This program is distributed in the hope that it will be useful,
but WITHOUT ANY WARRANTY; without even the implied warranty of
MERCHANTABILITY or FITNESS FOR A PARTICULAR PURPOSE. See the
GNU General Public License for more details.
You should have received a copy of the GNU General Public License
along with this program.
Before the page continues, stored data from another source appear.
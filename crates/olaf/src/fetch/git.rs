use std::{path::Path, time::Duration};

use async_trait::async_trait;
use tracing::{debug, info};

use crate::{
    commands::{CommandRunner, Invocation},
    config::AppConfig,
    fs::{FileSystem, RemovalPolicy, remove_tree},
    source::Source,
};

use super::{FetchError, Snapshot, SourceFetcher};

/// Fetches sources with a shallow, single-branch `git clone`
#[derive(Debug, Clone)]
pub struct GitFetcher<F, CR> {
    fs: F,
    runner: CR,
    base_url: String,
    git_program: String,
    timeout: Duration,
    removal: RemovalPolicy,
}

impl<F: FileSystem, CR: CommandRunner> GitFetcher<F, CR> {
    pub fn new(fs: F, runner: CR, config: &AppConfig) -> Self {
        Self {
            fs,
            runner,
            base_url: config.source_base_url().to_string(),
            git_program: config.git_program().to_string(),
            timeout: config.command_timeout(),
            removal: RemovalPolicy::default(),
        }
    }

    #[must_use]
    pub fn with_removal_policy(mut self, removal: RemovalPolicy) -> Self {
        self.removal = removal;
        self
    }

    fn clone_invocation(&self, source: &Source, destination: &Path) -> Invocation {
        Invocation::new(&self.git_program)
            .args(["clone", "--depth", "1", "--branch"])
            .arg(source.revision())
            .arg("--quiet")
            .arg("--")
            .arg(source.clone_url(&self.base_url))
            .arg(destination.display().to_string())
    }
}

#[async_trait]
impl<F: FileSystem, CR: CommandRunner> SourceFetcher for GitFetcher<F, CR> {
    async fn ensure_available(&self) -> Result<(), FetchError> {
        if self.runner.is_command_available(&self.git_program).await {
            Ok(())
        } else {
            Err(FetchError::ToolUnavailable {
                program: self.git_program.clone(),
            })
        }
    }

    async fn fetch(&self, source: &Source, destination: &Path) -> Result<Snapshot, FetchError> {
        // A failed earlier attempt may have left a partial clone behind.
        remove_tree(&self.fs, destination, &self.removal)?;
        if let Some(parent) = destination.parent() {
            self.fs.create_dir_all(parent)?;
        }

        let invocation = self.clone_invocation(source, destination);
        info!(%source, destination = %destination.display(), "fetching source");

        let output = self
            .runner
            .execute_with_timeout(&invocation, self.timeout)
            .await?;

        if !output.is_success() {
            return Err(FetchError::CloneFailed {
                remote: source.clone(),
                stderr: output.stderr_str().trim().to_string(),
            });
        }
        debug!(%source, duration = ?output.duration(), "fetch finished");

        let snapshot = Snapshot::new(source.clone(), destination);
        let package_tree = snapshot.package_tree();
        if !self.fs.is_dir(&package_tree) {
            return Err(FetchError::MissingPackageTree {
                remote: source.clone(),
                path: package_tree,
            });
        }

        Ok(snapshot)
    }
}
If not, see http://www.gnu.org/licenses/
**********************************************************************/
package keel.Algorithms.RE_SL_Methods.mogulSC;
/* Created on 08-feb-2004
*
* @author Jesus Alcala Fernandez
*/
import java.io.*;
import keel.Dataset.*;
public class MiDataset {
public TTABLA[] datos;
public int n_variables, n_var_estado, n_var_control, long_tabla;
public int no_cubiertos;
public TipoIntervalo[] extremos;
public String fichero;
public InstanceSet IS;
public boolean noOutputs;
public boolean salir;
/** Stores in memory the contents of the data file "f" */
public MiDataset(String f, boolean train) {
fichero = f;
IS = new InstanceSet();
try {
processModelDataset(f, train);
} catch (Exception e) {
System.out.println("DBG: Exception in readSet");
e.printStackTrace();
}
}
public void processModelDataset(String nfejemplos, boolean train) throws
IOException {
int i, j, k;
try {
// Load in memory a dataset that contains a regression problem
IS.readSet(nfejemplos, train);
// We read the number of instances and variables
long_tabla = IS.getNumInstances();
n_var_estado = Attributes.getInputNumAttributes();
n_var_control = Attributes.getOutputNumAttributes();
no_cubiertos = long_tabla;
// Check that there is only one output variable and
// it is nominal
if (n_var_control > 1) {
System.out.println(
"This algorithm can not process MIMO datasets");
System.out.println(
"All outputs but the first one will be removed");
}
boolean noOutputs = false;
if (n_var_control < 1) {
System.out.println(
"This algorithm can not process datasets without outputs");
System.out.println("Zero-valued output generated");
noOutputs = true;
}
n_var_control = 1;
n_variables = n_var_estado + n_var_control;
// Initialice and fill our own tables
datos = new TTABLA[long_tabla];
// Maximum and minimum of inputs/output data
extremos = new TipoIntervalo[n_variables];
for (i = 0; i < n_variables; i++) {
extremos[i] = new TipoIntervalo();
}
/*check if there aren't continous attributes*/
if (Attributes.hasNominalAttributes()) {
System.err.println("Mam-IRLSC can only handle real attributes.");
salir = true;
}
else {
salir = false;
// All values are casted into double/integer
for (i = 0, k = 0; i < long_tabla; i++) {
Instance inst = IS.getInstance(i);
if (inst.existsAnyMissingValue() == true) {
System.out.println("This algorithm can not process missing values");
System.out.println("This algorithm don't use the instance " + (i + 1) + ". You have to apply before a preprocess method");
}
else {
datos[k] = new TTABLA(n_variables);
for (j = 0; j < n_var_estado; j++) {
datos[k].ejemplo[j] = IS.getInputNumericValue(i, j);
}
if (noOutputs) {
datos[k].ejemplo[j] = 0;
}
else {
datos[k].ejemplo[j] = IS.getOutputNumericValue(i, 0);
}
k++;
}
}
calculaRangos(); // read the extremes
long_tabla = k;
}
} catch (Exception e) {
System.out.println("DBG: Exception in readSet");
e.printStackTrace();
}
}
/** It returns the header */
public String getCabecera() {
return (IS.getHeader());
}
/**
* Is reads the extremes
*/
public void calculaRangos() {
for (int i = 0; i < this.n_var_estado; i++) {
if (Attributes.getInputAttribute(i).getNumNominalValues() > 0) {
extremos[i].min = 0;
extremos[i].max = Attributes.getInputAttribute(i).getNumNominalValues() - 1;
} else {
extremos[i].min = Attributes.getInputAttribute(i).getMinAttribute();
extremos[i].max = Attributes.getInputAttribute(i).getMaxAttribute();
}
}
extremos[n_variables - 1].min = Attributes.getOutputAttribute(0).getMinAttribute();
extremos[n_variables - 1].max = Attributes.getOutputAttribute(0).getMaxAttribute();
}
}